Work task
Where a line of the data holds the word "used", copy that line.

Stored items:

* * *

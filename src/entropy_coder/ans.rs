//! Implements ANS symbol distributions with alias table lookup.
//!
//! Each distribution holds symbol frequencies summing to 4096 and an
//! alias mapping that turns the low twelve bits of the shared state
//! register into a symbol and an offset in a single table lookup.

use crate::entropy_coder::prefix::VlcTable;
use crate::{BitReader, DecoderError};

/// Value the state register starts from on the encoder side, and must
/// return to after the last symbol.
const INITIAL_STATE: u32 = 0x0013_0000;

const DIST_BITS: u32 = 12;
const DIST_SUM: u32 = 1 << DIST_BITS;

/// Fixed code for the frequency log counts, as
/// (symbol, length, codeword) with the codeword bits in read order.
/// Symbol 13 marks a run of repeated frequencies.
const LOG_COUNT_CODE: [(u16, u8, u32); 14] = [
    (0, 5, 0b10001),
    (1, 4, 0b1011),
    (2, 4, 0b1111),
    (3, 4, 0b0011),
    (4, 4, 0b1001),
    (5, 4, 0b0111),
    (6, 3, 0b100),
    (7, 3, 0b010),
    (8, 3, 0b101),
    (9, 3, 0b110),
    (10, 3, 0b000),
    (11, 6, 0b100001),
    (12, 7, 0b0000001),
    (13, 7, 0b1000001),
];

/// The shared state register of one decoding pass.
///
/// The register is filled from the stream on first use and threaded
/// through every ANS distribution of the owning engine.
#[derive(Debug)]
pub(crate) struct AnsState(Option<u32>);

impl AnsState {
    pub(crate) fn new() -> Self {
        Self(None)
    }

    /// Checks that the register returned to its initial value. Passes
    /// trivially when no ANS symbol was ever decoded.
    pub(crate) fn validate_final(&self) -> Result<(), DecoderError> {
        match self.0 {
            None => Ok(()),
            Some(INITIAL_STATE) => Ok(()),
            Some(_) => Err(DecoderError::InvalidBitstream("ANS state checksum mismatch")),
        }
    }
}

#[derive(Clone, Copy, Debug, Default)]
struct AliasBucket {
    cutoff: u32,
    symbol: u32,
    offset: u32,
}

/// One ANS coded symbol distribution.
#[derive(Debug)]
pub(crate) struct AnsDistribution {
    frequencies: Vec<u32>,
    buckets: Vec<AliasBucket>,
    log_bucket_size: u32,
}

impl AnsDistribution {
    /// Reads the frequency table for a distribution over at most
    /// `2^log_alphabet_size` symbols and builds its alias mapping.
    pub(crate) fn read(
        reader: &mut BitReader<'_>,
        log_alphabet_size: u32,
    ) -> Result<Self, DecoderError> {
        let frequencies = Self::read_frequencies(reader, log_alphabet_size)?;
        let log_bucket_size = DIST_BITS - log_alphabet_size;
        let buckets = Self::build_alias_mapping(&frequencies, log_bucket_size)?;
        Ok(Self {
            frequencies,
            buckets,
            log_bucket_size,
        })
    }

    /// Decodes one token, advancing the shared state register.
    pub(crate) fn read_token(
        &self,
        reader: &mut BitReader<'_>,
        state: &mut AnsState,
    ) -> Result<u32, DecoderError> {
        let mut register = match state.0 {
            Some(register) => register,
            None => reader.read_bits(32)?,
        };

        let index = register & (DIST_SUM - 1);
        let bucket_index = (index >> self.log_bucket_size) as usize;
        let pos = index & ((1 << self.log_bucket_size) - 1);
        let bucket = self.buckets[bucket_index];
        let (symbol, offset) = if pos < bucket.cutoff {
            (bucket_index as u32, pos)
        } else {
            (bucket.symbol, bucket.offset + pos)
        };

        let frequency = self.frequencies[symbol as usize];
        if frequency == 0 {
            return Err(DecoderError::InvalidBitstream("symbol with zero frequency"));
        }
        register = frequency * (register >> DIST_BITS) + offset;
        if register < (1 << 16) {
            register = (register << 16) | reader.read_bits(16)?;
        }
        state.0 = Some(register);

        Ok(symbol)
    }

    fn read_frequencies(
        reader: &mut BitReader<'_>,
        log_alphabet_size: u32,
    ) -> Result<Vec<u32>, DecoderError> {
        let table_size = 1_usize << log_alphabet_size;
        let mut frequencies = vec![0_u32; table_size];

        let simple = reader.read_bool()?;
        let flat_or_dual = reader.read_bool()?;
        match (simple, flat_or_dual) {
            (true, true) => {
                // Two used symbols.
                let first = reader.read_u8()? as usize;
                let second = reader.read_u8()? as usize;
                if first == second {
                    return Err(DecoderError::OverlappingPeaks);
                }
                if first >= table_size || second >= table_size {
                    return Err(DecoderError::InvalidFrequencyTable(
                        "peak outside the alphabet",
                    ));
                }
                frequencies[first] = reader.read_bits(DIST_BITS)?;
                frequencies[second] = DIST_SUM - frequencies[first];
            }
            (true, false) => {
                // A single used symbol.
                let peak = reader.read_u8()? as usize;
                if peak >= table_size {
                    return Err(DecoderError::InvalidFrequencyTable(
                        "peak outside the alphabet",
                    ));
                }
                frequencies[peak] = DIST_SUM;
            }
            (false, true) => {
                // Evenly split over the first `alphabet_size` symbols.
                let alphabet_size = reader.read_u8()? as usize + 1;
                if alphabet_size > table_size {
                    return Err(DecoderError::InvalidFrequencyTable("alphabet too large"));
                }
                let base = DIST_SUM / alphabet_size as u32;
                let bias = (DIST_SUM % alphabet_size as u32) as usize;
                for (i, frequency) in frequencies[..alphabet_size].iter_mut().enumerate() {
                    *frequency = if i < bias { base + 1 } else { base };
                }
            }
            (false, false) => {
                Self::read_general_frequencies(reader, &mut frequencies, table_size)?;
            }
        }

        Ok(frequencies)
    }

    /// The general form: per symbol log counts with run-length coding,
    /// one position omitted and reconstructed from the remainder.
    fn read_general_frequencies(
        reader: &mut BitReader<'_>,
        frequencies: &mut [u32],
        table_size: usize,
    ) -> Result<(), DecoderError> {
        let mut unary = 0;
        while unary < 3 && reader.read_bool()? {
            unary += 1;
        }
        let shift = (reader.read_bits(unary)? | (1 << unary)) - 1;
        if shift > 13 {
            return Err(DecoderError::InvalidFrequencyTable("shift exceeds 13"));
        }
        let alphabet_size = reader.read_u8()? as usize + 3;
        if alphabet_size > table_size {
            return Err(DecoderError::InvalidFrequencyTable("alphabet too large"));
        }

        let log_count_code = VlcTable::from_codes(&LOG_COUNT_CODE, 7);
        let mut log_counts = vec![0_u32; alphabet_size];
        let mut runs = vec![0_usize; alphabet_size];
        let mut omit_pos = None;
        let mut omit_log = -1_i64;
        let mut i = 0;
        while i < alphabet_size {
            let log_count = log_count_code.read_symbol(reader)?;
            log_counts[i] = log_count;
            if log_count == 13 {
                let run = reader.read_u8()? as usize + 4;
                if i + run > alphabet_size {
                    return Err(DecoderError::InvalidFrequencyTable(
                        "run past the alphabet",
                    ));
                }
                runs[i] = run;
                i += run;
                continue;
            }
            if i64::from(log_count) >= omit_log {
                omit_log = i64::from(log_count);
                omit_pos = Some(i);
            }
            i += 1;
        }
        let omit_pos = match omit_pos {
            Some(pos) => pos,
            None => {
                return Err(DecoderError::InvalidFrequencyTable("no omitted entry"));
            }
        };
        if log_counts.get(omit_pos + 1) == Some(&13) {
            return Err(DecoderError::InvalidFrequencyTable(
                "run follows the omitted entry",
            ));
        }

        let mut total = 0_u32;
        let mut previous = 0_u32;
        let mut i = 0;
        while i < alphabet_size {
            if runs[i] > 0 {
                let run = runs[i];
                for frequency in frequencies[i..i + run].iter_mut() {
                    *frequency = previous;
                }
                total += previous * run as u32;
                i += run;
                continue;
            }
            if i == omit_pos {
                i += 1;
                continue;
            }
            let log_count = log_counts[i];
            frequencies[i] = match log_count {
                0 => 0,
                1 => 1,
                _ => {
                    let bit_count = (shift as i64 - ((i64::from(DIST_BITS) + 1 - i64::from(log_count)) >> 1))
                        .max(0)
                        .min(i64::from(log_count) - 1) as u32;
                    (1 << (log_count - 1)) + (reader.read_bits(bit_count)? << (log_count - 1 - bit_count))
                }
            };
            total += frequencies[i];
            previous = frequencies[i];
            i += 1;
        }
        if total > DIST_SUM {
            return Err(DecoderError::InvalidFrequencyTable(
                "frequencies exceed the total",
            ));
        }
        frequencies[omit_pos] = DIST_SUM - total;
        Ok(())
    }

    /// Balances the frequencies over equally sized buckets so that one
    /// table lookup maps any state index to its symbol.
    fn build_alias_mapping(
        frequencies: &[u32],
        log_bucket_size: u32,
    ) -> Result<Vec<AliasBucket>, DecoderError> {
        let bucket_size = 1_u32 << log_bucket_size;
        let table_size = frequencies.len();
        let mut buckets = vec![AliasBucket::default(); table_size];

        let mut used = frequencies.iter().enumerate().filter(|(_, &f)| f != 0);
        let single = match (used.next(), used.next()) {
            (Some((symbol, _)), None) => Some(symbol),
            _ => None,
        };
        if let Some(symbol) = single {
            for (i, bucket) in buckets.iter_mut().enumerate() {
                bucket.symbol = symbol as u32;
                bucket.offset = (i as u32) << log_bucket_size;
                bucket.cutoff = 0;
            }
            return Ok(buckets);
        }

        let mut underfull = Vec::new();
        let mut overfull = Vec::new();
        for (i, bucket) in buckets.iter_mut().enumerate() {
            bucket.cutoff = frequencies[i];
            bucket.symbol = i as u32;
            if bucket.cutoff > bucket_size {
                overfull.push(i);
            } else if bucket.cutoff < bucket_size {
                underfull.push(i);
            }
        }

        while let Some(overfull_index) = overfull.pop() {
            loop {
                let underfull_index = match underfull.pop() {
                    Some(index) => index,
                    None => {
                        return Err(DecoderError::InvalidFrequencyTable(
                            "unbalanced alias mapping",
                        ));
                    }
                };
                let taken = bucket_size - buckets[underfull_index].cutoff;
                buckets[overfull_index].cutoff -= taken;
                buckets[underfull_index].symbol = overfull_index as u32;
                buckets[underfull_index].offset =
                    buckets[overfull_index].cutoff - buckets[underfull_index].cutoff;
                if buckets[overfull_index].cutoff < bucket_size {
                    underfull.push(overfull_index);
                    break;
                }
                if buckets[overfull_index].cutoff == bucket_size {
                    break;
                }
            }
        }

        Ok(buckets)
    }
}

* * *

Expected answer
                // Two used symbols.
                // A single used symbol.
        let mut used = frequencies.iter().enumerate().filter(|(_, &f)| f != 0);
        let single = match (used.next(), used.next()) {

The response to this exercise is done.